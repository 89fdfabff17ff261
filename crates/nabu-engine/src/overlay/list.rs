use crate::coords::{Rect, Vec2};
use crate::paint::Color;
use crate::text::FontId;

use super::{Border, DrawCmd, RoundedRectCmd, SortKey, TextCmd, ZIndex};

/// A single draw item: sort key + command.
#[derive(Debug, Clone, PartialEq)]
pub struct DrawItem {
    pub key: SortKey,
    pub cmd: DrawCmd,
}

/// Recorded overlay stream for a frame.
///
/// - `push()` is O(1)
/// - paint-order iteration reuses an internal index buffer; no per-frame allocation once warmed
#[derive(Debug, Default)]
pub struct DrawList {
    items: Vec<DrawItem>,
    next_order: u32,

    sorted_indices: Vec<usize>,
    sorted_dirty: bool,
}

impl DrawList {
    #[inline]
    pub fn new() -> Self {
        Self::default()
    }

    /// Clears recorded items. Keeps allocated capacity for reuse.
    #[inline]
    pub fn clear(&mut self) {
        self.items.clear();
        self.next_order = 0;
        self.sorted_dirty = true;
        self.sorted_indices.clear();
    }

    #[inline]
    pub fn items(&self) -> &[DrawItem] {
        &self.items
    }

    #[inline]
    pub fn is_empty(&self) -> bool {
        self.items.is_empty()
    }

    #[inline]
    pub fn push(&mut self, z: ZIndex, cmd: DrawCmd) {
        let order = self.next_order;
        self.next_order = self.next_order.wrapping_add(1);
        self.items.push(DrawItem { key: SortKey::new(z, order), cmd });
        self.sorted_dirty = true;
    }

    pub fn push_rounded_rect(
        &mut self,
        z: ZIndex,
        rect: Rect,
        radius: f32,
        fill: Color,
        border: Option<Border>,
    ) {
        self.push(z, DrawCmd::RoundedRect(RoundedRectCmd { rect, radius, fill, border }));
    }

    /// Records a filled circle.
    pub fn push_circle(&mut self, z: ZIndex, center: Vec2, radius: f32, fill: Color, border: Option<Border>) {
        self.push_rounded_rect(z, Rect::around(center, radius), radius, fill, border);
    }

    #[allow(clippy::too_many_arguments)]
    pub fn push_text(
        &mut self,
        z: ZIndex,
        text: impl Into<String>,
        font: FontId,
        size: f32,
        color: Color,
        origin: Vec2,
        max_width: Option<f32>,
    ) {
        self.push(z, DrawCmd::Text(TextCmd {
            text: text.into(),
            font,
            size,
            color,
            origin,
            max_width,
        }));
    }

    /// Iterates items in paint order (back-to-front) without cloning draw commands.
    pub fn iter_in_paint_order(&mut self) -> impl Iterator<Item = &DrawItem> {
        if self.sorted_dirty {
            self.rebuild_sorted_indices();
        }
        self.sorted_indices.iter().map(|&i| &self.items[i])
    }

    fn rebuild_sorted_indices(&mut self) {
        self.sorted_indices.clear();
        self.sorted_indices.extend(0..self.items.len());
        // Stable ordering is ensured by SortKey including insertion order.
        self.sorted_indices
            .sort_by(|&a, &b| self.items[a].key.cmp(&self.items[b].key));
        self.sorted_dirty = false;
    }
}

# Task statement
Repeat all the records. Match each line exactly.

# Exercise result
repository 89fdfabff17ff261
filename crates/nabu-engine/src/overlay/list.rs
use crate::coords::{Rect, Vec2};
use crate::paint::Color;
use crate::text::FontId;

use super::{Border, DrawCmd, RoundedRectCmd, SortKey, TextCmd, ZIndex};

/// A single draw item: sort key + command.
#[derive(Debug, Clone, PartialEq)]
pub struct DrawItem {
    pub key: SortKey,
    pub cmd: DrawCmd,
}

/// Recorded overlay stream for a frame.
///
/// - `push()` is O(1)
/// - paint-order iteration reuses an internal index buffer; no per-frame allocation once warmed
#[derive(Debug, Default)]
pub struct DrawList {
    items: Vec<DrawItem>,
    next_order: u32,

    sorted_indices: Vec<usize>,
    sorted_dirty: bool,
}

impl DrawList {
    #[inline]
    pub fn new() -> Self {
        Self::default()
    }

    /// Clears recorded items. Keeps allocated capacity for reuse.
    #[inline]
    pub fn clear(&mut self) {
        self.items.clear();
        self.next_order = 0;
        self.sorted_dirty = true;
        self.sorted_indices.clear();
    }

    #[inline]
    pub fn items(&self) -> &[DrawItem] {
        &self.items
    }

    #[inline]
    pub fn is_empty(&self) -> bool {
        self.items.is_empty()
    }

    #[inline]
    pub fn push(&mut self, z: ZIndex, cmd: DrawCmd) {
        let order = self.next_order;
        self.next_order = self.next_order.wrapping_add(1);
        self.items.push(DrawItem { key: SortKey::new(z, order), cmd });
        self.sorted_dirty = true;
    }

    pub fn push_rounded_rect(
        &mut self,
        z: ZIndex,
        rect: Rect,
        radius: f32,
        fill: Color,
        border: Option<Border>,
    ) {
        self.push(z, DrawCmd::RoundedRect(RoundedRectCmd { rect, radius, fill, border }));
    }

    /// Records a filled circle.
    pub fn push_circle(&mut self, z: ZIndex, center: Vec2, radius: f32, fill: Color, border: Option<Border>) {
        self.push_rounded_rect(z, Rect::around(center, radius), radius, fill, border);
    }

    #[allow(clippy::too_many_arguments)]
    pub fn push_text(
        &mut self,
        z: ZIndex,
        text: impl Into<String>,
        font: FontId,
        size: f32,
        color: Color,
        origin: Vec2,
        max_width: Option<f32>,
    ) {
        self.push(z, DrawCmd::Text(TextCmd {
            text: text.into(),
            font,
            size,
            color,
            origin,
            max_width,
        }));
    }

    /// Iterates items in paint order (back-to-front) without cloning draw commands.
    pub fn iter_in_paint_order(&mut self) -> impl Iterator<Item = &DrawItem> {
        if self.sorted_dirty {
            self.rebuild_sorted_indices();
        }
        self.sorted_indices.iter().map(|&i| &self.items[i])
    }

    fn rebuild_sorted_indices(&mut self) {
        self.sorted_indices.clear();
        self.sorted_indices.extend(0..self.items.len());
        // Stable ordering is ensured by SortKey including insertion order.
        self.sorted_indices
            .sort_by(|&a, &b| self.items[a].key.cmp(&self.items[b].key));
        self.sorted_dirty = false;
    }
}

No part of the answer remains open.